> **Task prompt**
Word for word, please restate the lines from the beginning of the data through the line in which "pub mod submission;" appears.

BEGIN Data excerpts

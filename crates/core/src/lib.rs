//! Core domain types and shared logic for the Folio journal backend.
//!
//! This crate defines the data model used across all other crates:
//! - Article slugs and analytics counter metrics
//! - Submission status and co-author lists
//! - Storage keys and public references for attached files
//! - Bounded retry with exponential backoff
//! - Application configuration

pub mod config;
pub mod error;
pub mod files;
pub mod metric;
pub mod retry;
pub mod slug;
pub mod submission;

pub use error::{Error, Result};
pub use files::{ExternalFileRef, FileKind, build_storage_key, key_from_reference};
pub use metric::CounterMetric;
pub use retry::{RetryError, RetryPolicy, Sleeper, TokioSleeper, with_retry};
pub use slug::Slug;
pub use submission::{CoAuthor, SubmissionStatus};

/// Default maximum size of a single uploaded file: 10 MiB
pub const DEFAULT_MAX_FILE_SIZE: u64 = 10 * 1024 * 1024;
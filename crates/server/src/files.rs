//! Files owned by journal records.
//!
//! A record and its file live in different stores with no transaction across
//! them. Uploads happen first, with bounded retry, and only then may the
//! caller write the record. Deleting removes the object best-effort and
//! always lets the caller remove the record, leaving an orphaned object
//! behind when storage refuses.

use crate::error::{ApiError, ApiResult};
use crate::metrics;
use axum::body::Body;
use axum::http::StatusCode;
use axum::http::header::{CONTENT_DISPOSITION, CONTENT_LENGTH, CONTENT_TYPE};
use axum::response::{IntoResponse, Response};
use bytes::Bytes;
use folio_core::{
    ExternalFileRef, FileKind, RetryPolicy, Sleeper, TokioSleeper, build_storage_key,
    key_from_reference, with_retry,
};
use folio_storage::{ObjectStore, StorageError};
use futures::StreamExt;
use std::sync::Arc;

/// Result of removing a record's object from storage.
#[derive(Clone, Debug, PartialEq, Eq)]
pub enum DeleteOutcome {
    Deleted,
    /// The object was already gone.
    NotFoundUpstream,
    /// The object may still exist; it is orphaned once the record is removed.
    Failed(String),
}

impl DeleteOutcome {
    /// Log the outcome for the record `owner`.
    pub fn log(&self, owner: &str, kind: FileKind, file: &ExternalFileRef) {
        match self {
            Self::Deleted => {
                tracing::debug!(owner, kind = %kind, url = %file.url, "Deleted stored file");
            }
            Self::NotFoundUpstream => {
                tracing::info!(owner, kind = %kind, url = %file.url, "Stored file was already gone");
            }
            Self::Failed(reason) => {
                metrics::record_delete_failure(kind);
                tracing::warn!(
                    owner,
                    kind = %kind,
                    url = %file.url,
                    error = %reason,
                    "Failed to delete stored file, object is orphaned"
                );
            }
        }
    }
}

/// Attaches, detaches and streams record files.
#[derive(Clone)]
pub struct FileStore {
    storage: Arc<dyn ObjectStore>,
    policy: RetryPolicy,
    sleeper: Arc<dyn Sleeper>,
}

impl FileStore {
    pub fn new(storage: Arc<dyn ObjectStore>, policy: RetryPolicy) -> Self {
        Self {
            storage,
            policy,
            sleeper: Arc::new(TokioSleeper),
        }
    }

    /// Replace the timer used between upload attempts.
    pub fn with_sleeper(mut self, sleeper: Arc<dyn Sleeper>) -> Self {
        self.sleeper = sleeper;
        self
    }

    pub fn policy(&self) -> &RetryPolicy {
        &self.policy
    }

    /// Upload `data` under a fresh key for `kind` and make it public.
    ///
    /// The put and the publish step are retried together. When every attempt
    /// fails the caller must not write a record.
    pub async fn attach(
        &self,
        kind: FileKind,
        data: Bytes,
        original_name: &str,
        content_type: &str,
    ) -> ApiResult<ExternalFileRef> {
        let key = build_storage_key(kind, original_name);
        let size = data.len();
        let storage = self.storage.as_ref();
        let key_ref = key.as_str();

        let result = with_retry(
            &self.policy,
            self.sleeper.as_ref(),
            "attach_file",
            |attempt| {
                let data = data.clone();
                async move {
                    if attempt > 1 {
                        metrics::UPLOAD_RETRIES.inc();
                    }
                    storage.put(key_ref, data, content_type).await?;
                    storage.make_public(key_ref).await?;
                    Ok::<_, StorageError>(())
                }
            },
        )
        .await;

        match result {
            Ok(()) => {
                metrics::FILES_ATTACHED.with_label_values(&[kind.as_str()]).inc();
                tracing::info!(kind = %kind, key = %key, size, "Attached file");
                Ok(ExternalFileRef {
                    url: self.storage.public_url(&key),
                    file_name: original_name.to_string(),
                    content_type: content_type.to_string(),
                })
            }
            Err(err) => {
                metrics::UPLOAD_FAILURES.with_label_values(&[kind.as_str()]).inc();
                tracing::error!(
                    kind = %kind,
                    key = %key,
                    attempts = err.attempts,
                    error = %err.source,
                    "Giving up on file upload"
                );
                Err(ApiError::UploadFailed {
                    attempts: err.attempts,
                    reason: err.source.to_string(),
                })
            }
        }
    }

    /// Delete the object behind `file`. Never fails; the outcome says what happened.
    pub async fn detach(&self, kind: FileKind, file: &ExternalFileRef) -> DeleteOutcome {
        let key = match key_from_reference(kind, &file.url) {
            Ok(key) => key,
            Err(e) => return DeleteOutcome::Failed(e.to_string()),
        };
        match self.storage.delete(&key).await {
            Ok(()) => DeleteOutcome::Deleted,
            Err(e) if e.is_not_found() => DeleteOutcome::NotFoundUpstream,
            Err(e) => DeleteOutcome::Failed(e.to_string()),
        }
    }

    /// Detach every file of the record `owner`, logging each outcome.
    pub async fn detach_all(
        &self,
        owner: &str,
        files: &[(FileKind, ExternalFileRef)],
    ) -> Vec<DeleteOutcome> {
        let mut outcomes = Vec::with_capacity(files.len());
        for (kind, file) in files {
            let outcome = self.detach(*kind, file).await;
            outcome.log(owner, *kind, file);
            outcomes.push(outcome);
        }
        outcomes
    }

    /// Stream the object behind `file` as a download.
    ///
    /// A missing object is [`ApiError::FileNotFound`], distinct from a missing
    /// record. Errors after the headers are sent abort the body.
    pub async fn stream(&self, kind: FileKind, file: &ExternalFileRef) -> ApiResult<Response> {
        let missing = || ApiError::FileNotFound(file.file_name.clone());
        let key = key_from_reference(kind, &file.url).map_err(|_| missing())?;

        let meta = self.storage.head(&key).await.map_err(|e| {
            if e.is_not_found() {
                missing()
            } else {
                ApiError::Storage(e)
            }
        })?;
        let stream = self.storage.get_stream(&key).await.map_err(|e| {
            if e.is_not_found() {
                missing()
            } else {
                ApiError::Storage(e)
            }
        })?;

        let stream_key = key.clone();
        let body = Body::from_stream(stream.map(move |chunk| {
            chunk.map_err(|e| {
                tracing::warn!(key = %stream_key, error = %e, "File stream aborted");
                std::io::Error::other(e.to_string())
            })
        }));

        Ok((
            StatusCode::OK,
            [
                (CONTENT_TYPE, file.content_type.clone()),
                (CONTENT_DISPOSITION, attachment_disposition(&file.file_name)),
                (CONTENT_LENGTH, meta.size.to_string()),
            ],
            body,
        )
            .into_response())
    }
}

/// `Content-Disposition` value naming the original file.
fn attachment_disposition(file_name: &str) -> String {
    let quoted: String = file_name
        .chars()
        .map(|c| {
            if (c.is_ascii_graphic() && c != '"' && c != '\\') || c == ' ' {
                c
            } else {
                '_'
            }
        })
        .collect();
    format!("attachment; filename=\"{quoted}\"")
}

END Data excerpts

> **Response to this task**
filename crates/core/src/lib.rs
//! Core domain types and shared logic for the Folio journal backend.
//!
//! This crate defines the data model used across all other crates:
//! - Article slugs and analytics counter metrics
//! - Submission status and co-author lists
//! - Storage keys and public references for attached files
//! - Bounded retry with exponential backoff
//! - Application configuration

pub mod config;
pub mod error;
pub mod files;
pub mod metric;
pub mod retry;
pub mod slug;
pub mod submission;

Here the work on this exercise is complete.